From our point of view it may feel more comfortable when the market moves more slowly, but in the end it doesn't change much. There are not many commodity markets left where the correlation between the balance of physical supply and demand, price and finished product (leather) value is so neatly connected.
So, if the finished product price doesn't justify the raw material price and speculative investments are restricted by cash, space and quality parameters you can postpone but not prevent the fair valuation. It all depends on what somebody considers to be the 'fair valuation' and the expectation of the same. Here the trade is still more run by 'wishful thinking' than facts.
Anyway, this is how we look at things and it might be totally wrong and eventually the butcher will set the valuations in the chain by the price he sets and puts into the budget. Until then we have to deal with the weekly realities and these are still pretty slow.
As we believed at the beginning of the summer, tanners are fundamentally well-covered and can now wait to see what is developing. In Asia those solid tanners still disposing of sufficient finance and business are trying to play it soft.

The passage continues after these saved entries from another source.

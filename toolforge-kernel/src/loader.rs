//! Loads one archive into its own isolation context.

use std::path::Path;
use std::sync::Arc;

use toolforge_tools::{IsolationContext, ProviderTable};
use tracing::info;

use crate::archive::ArchiveManifest;
use crate::error::{LoadError, LoadResult};

/// Turns archive files into populated isolation contexts.
///
/// Loading is all-or-nothing per archive: if any declared provider fails,
/// the instances already created for that archive are dropped with it.
#[derive(Debug, Clone)]
pub struct ArchiveLoader {
    providers: Arc<ProviderTable>,
}

impl ArchiveLoader {
    /// Creates a loader resolving provider ids against `providers`.
    #[must_use]
    pub fn new(providers: Arc<ProviderTable>) -> Self {
        Self { providers }
    }

    /// Returns the provider table used for resolution.
    #[must_use]
    pub fn providers(&self) -> &Arc<ProviderTable> {
        &self.providers
    }

    /// Loads the archive at `path`.
    ///
    /// # Errors
    ///
    /// Returns a [`LoadError`] when the archive cannot be read, its manifest
    /// is malformed, or any declared provider fails to instantiate.
    pub fn load(&self, path: &Path) -> LoadResult<Arc<IsolationContext>> {
        let (archive, providers, config) = ArchiveManifest::read(path)?.into_parts();
        let mut builder = IsolationContext::builder(archive, path, config);

        for provider in &providers {
            builder
                .instantiate(&self.providers, provider)
                .map_err(|source| LoadError::Provider {
                    path: path.to_path_buf(),
                    provider: provider.clone(),
                    source,
                })?;
        }

        let context = builder.build();
        info!(
            archive = context.archive(),
            path = %path.display(),
            context = %context.id(),
            tools = context.len(),
            "archive loaded"
        );
        Ok(context)
    }
}
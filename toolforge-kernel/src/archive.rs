//! Archive discovery and provider manifests.
//!
//! An archive is a TOML file naming the providers it contributes:
//!
//! ```toml
//! [archive]
//! name = "codec-tools"
//! version = "1.2.0"
//! providers = ["codec.base64", "codec.hex"]
//!
//! [config]
//! alphabet = "url-safe"
//! ```

use std::fs;
use std::path::{Path, PathBuf};

use serde::Deserialize;
use serde_json::Value;
use toolforge_primitives::FieldMap;
use tracing::{debug, warn};

use crate::error::{LoadError, LoadResult};

/// Lists the archives directly inside `dir` whose extension matches.
///
/// Matching ignores ASCII case and the result is sorted so load order is
/// stable. A missing or unreadable directory yields no archives.
#[must_use]
pub fn scan(dir: &Path, extension: &str) -> Vec<PathBuf> {
    let entries = match fs::read_dir(dir) {
        Ok(entries) => entries,
        Err(err) => {
            warn!(dir = %dir.display(), error = %err, "archive directory unavailable");
            return Vec::new();
        }
    };

    let mut archives: Vec<PathBuf> = entries
        .filter_map(|entry| match entry {
            Ok(entry) => Some(entry.path()),
            Err(err) => {
                warn!(dir = %dir.display(), error = %err, "skipping unreadable directory entry");
                None
            }
        })
        .filter(|path| has_extension(path, extension) && path.is_file())
        .collect();
    archives.sort();

    debug!(dir = %dir.display(), count = archives.len(), "scanned archive directory");
    archives
}

fn has_extension(path: &Path, extension: &str) -> bool {
    let extension = extension.trim().trim_start_matches('.');
    path.extension()
        .and_then(|ext| ext.to_str())
        .is_some_and(|ext| ext.eq_ignore_ascii_case(extension))
}

/// Parsed provider manifest of one archive.
#[derive(Debug, Clone)]
pub struct ArchiveManifest {
    name: String,
    version: Option<String>,
    providers: Vec<String>,
    config: FieldMap,
}

#[derive(Debug, Deserialize)]
#[serde(deny_unknown_fields)]
struct RawManifest {
    archive: RawArchive,
    #[serde(default)]
    config: toml::Table,
}

#[derive(Debug, Deserialize)]
#[serde(deny_unknown_fields)]
struct RawArchive {
    name: String,
    #[serde(default)]
    version: Option<String>,
    #[serde(default)]
    providers: Vec<String>,
}

impl ArchiveManifest {
    /// Reads and validates the manifest stored at `path`.
    ///
    /// # Errors
    ///
    /// Returns [`LoadError::Unreadable`] when the file cannot be read and
    /// [`LoadError::MalformedManifest`] when it does not parse or declares
    /// no providers.
    pub fn read(path: &Path) -> LoadResult<Self> {
        let raw = fs::read_to_string(path).map_err(|source| LoadError::Unreadable {
            path: path.to_path_buf(),
            source,
        })?;
        Self::parse(path, &raw)
    }

    /// Parses manifest text attributed to `path`.
    ///
    /// # Errors
    ///
    /// Returns [`LoadError::MalformedManifest`] on invalid TOML, a blank
    /// archive name, or an empty or blank provider list.
    pub fn parse(path: &Path, raw: &str) -> LoadResult<Self> {
        let manifest: RawManifest =
            toml::from_str(raw).map_err(|err| LoadError::malformed(path, err.message()))?;

        let name = manifest.archive.name.trim();
        if name.is_empty() {
            return Err(LoadError::malformed(path, "archive.name cannot be empty"));
        }
        if manifest.archive.providers.is_empty() {
            return Err(LoadError::malformed(path, "archive.providers cannot be empty"));
        }
        if manifest.archive.providers.iter().any(|id| id.trim().is_empty()) {
            return Err(LoadError::malformed(path, "archive.providers contains a blank id"));
        }

        let config = match serde_json::to_value(&manifest.config) {
            Ok(Value::Object(map)) => map,
            Ok(_) => FieldMap::new(),
            Err(err) => return Err(LoadError::malformed(path, format!("config: {err}"))),
        };

        Ok(Self {
            name: name.to_owned(),
            version: manifest.archive.version,
            providers: manifest
                .archive
                .providers
                .into_iter()
                .map(|id| id.trim().to_owned())
                .collect(),
            config,
        })
    }

    /// Archive name.
    #[must_use]
    pub fn name(&self) -> &str {
        &self.name
    }

    /// Optional archive version.
    #[must_use]
    pub fn version(&self) -> Option<&str> {
        self.version.as_deref()
    }

    /// Provider ids in declaration order.
    #[must_use]
    pub fn providers(&self) -> &[String] {
        &self.providers
    }

    /// Archive-private configuration handed to every provider.
    #[must_use]
    pub fn config(&self) -> &FieldMap {
        &self.config
    }

    pub(crate) fn into_parts(self) -> (String, Vec<String>, FieldMap) {
        (self.name, self.providers, self.config)
    }
}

They buy regular material and pay a bit less every week. This is the basis of the market pricing, but not the full reflection of the situation.
Solid tanners are quite happy with the moderate decline plus the discounts they get from their regular suppliers. They have the business and, with the chance to bring market prices in the rest of the year back to profitable levels, everything is fine for them. But is that enough to absorb all the hides produced or has so much fugitive leather demand and money been erased during the times of excessive valuation that hide supply exceeds leather demand and a major correction is required to stimulate leather consumption sufficiently to lift demand to better, sufficient levels? All this will be discussed in the coming weeks, while in the meantime sales forces will try to do their job and to sell at the best or target price.
Trading this week was light again. The weaker USD is causing calculation problems and buyers were not queuing to buy hides at the prices we look for. Low grade and some dairy cows found a home at slightly lower levels. The EU buyers are still on holiday and have made their programmes well into September. Most of the customer base is in no rush to buy and is preferring to wait and see how things are going to develop when global activity resumes after the summer break.
The kill: The kill has recovered a little. However, until the end of August or mid-September numbers will remain on the low side, although the worst should be behind us as far as production and weights are concerned.
What we expect: We have little to add to the above. The market is still driven by politics and while everyone hasn't got a clear picture and the strategies of producers are not set, a real change will not take place. This means that the prices will stay under pressure, but how much this is going to affect the market before the Shanghai fair depends on the volume of the private trades concluded before the show and how this will influence inventory positions of the suppliers and tanners in relation to leather demand.